I stretch the truth a bit in my reply also.
Good load is 100 grains of Blue Dot and a 1400 grain ball. 120 grains is great velocity but accuracy suffers.
1900 grain conical (4 1/4 ounces) and 80 grains is good but 100 grains sees accuracy suffer to excessive velocity.
1750 fps with the ball gives 9522 ft. lbs of muzzle energy.
It is a handful.
Anyone interested in buying he? I have my eye on another.
Cheers, all.
Cal
 
It is a handful.


No shit Cal!

Still, it would answer my concerns about a 470 being a touch light for T-Rex.


I am uproariously amused that Jardine's rifle wound up in Australia, that would have put a cherry on his jaw......
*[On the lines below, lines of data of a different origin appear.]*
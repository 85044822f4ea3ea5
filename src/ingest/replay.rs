/// Offline replay of saved API payloads
///
/// When the live API is unavailable (or for reproducible report runs), point
/// the service at a directory of payloads captured from it:
///
/// ```text
/// <root>/series/<quantity_id>.json    ReadRawData body
/// <root>/stations/<station_id>.json   Station/Get body
/// <root>/latest/<station_id>.json     LatestData body
/// ```
///
/// A missing series file means the quantity has no history. Samples are
/// clipped to the requested window, as the live endpoint would do.

use std::path::{Path, PathBuf};

use chrono::{DateTime, FixedOffset, Utc};

use crate::analysis::calendar::local_date;
use crate::ingest::iow::{parse_latest, parse_raw_data, parse_station, parse_timestamp};
use crate::ingest::{SeriesSource, StationDirectory};
use crate::logging::{self, DataSource};
use crate::model::{ReportError, ReportWindow, SensorRef, SeriesResult, StationInfo};

pub struct ReplaySource {
    root: PathBuf,
    offset: FixedOffset,
}

impl ReplaySource {
    /// # Arguments
    /// * `root` - payload directory laid out as described above
    /// * `offset` - local time zone used to clip samples to calendar days
    pub fn new(root: impl Into<PathBuf>, offset: FixedOffset) -> Self {
        Self {
            root: root.into(),
            offset,
        }
    }

    fn payload_path(&self, kind: &str, id: &str) -> PathBuf {
        self.root.join(kind).join(format!("{}.json", id))
    }

    fn read_series(&self, quantity_id: &str) -> Result<SeriesResult, ReportError> {
        let path = self.payload_path("series", quantity_id);
        match read_optional(&path)? {
            Some(body) => parse_raw_data(&body, self.offset),
            None => {
                logging::debug(
                    DataSource::Replay,
                    None,
                    &format!("no payload for {}, treating as no history", quantity_id),
                );
                Ok(SeriesResult::Empty)
            }
        }
    }
}

fn read_optional(path: &Path) -> Result<Option<String>, ReportError> {
    match std::fs::read_to_string(path) {
        Ok(body) => Ok(Some(body)),
        Err(e) if e.kind() == std::io::ErrorKind::NotFound => Ok(None),
        Err(e) => Err(ReportError::Io(e)),
    }
}

impl SeriesSource for ReplaySource {
    fn fetch_series(
        &self,
        sensor: &SensorRef,
        window: &ReportWindow,
    ) -> Result<SeriesResult, ReportError> {
        let samples = self
            .read_series(&sensor.quantity_id)?
            .samples()
            .iter()
            .filter(|s| {
                let date = local_date(s.timestamp, self.offset);
                date >= window.start && date <= window.end
            })
            .copied()
            .collect();
        Ok(SeriesResult::from_samples(samples))
    }

    fn fetch_series_between(
        &self,
        sensor: &SensorRef,
        from: DateTime<Utc>,
        to: DateTime<Utc>,
    ) -> Result<SeriesResult, ReportError> {
        let samples = self
            .read_series(&sensor.quantity_id)?
            .samples()
            .iter()
            .filter(|s| s.timestamp >= from && s.timestamp <= to)
            .copied()
            .collect();
        Ok(SeriesResult::from_samples(samples))
    }
}

impl StationDirectory for ReplaySource {
    fn describe(&self, station_id: &str) -> Result<StationInfo, ReportError> {
        let path = self.payload_path("stations", station_id);
        let body = std::fs::read_to_string(&path)?;
        parse_station(&body, station_id)
    }

    fn latest_upload(
        &self,
        station_id: &str,
        quantity_id: &str,
    ) -> Result<Option<DateTime<Utc>>, ReportError> {
        let Some(body) = read_optional(&self.payload_path("latest", station_id))? else {
            return Ok(None);
        };
        parse_latest(&body)?
            .iter()
            .find(|r| r.quantity_id == quantity_id)
            .map(|r| parse_timestamp(&r.timestamp, self.offset))
            .transpose()
    }
}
Oh and Cal, do you find the coke in the other barrel gets a bit.....fizzy after a few shots?
 
Three folks owned the rifle prior to Jardin and they were returned to the factory for unknown reasons. Douglas purchased the rifle for his 1957 safari to Zambia (then Northern Rhodesia). He had cancer and then contacted tick fever which weakened him further. Just before he died his soon to be widow sold the rifle back to the company and they held it for a few years and sold it to an auction company and it ended up down under. That was in 1963. (I've read books on Jardine and in the '30s he and the Aussies absolutely hated one another). 30 years later (about) the then owner died and the rifle was going to the scrap heap to be melted down and I bought it with the assistance of a mate there. I've taken more game with it than with all of my other doubles combined: several caribou, moose, bears, white tail, water buff, cape buff, leopard, lion, hippo, croc, and two dozen plains game. While not fancy engraved as are many of my other doubles, this one has history in the past and lots of hunting history with me and remains one of my favorite.
cal
 
OH my those are nice...
 
Three folks owned the rifle prior to Jardin and they were returned to the factory for unknown reasons. Douglas purchased the rifle for his 1957 safari to Zambia (then Northern Rhodesia). He had cancer and then contacted tick fever which weakened him further. Just before he died his soon to be widow sold the rifle back to the company and they held it for a few years and sold it to an auction company and it ended up down under. That was in 1963. (I've read books on Jardine and in the '30s he and the Aussies absolutely hated one another). 30 years later (about) the then owner died and the rifle was going to the scrap heap to be melted down and I bought it with the assistance of a mate there. I've taken more game with it than with all of my other doubles combined: several caribou, moose, bears, white tail, water buff, cape buff, leopard, lion, hippo, croc, and two dozen plains game. While not fancy engraved as are many of my other doubles, this one has history in the past and lots of hunting history with me and remains one of my favorite.
cal

that 450/400 really appeals to me , well done and congrats.
 
Thank you. This proves a double does not have to be a Holland Royal to have class.
Cal
 
those are all amazing rifles with allot of history. Can you imagine if they could tell you stories around the camp fire.
 
The 4-bore is very plain and unique as it is one of the few 4s ever made. Where it went and who owned it will remain a mystery and lost to the passage of time. 8s were common, 4s were not. They are fun to shoot and can be painful with a heavy load. Remember, any gents here on AH are welcome to our next shoot on May 7th. The .500 was Lott's rifle so he used it, I'm sure, but I have not found any of his writings that referenced it.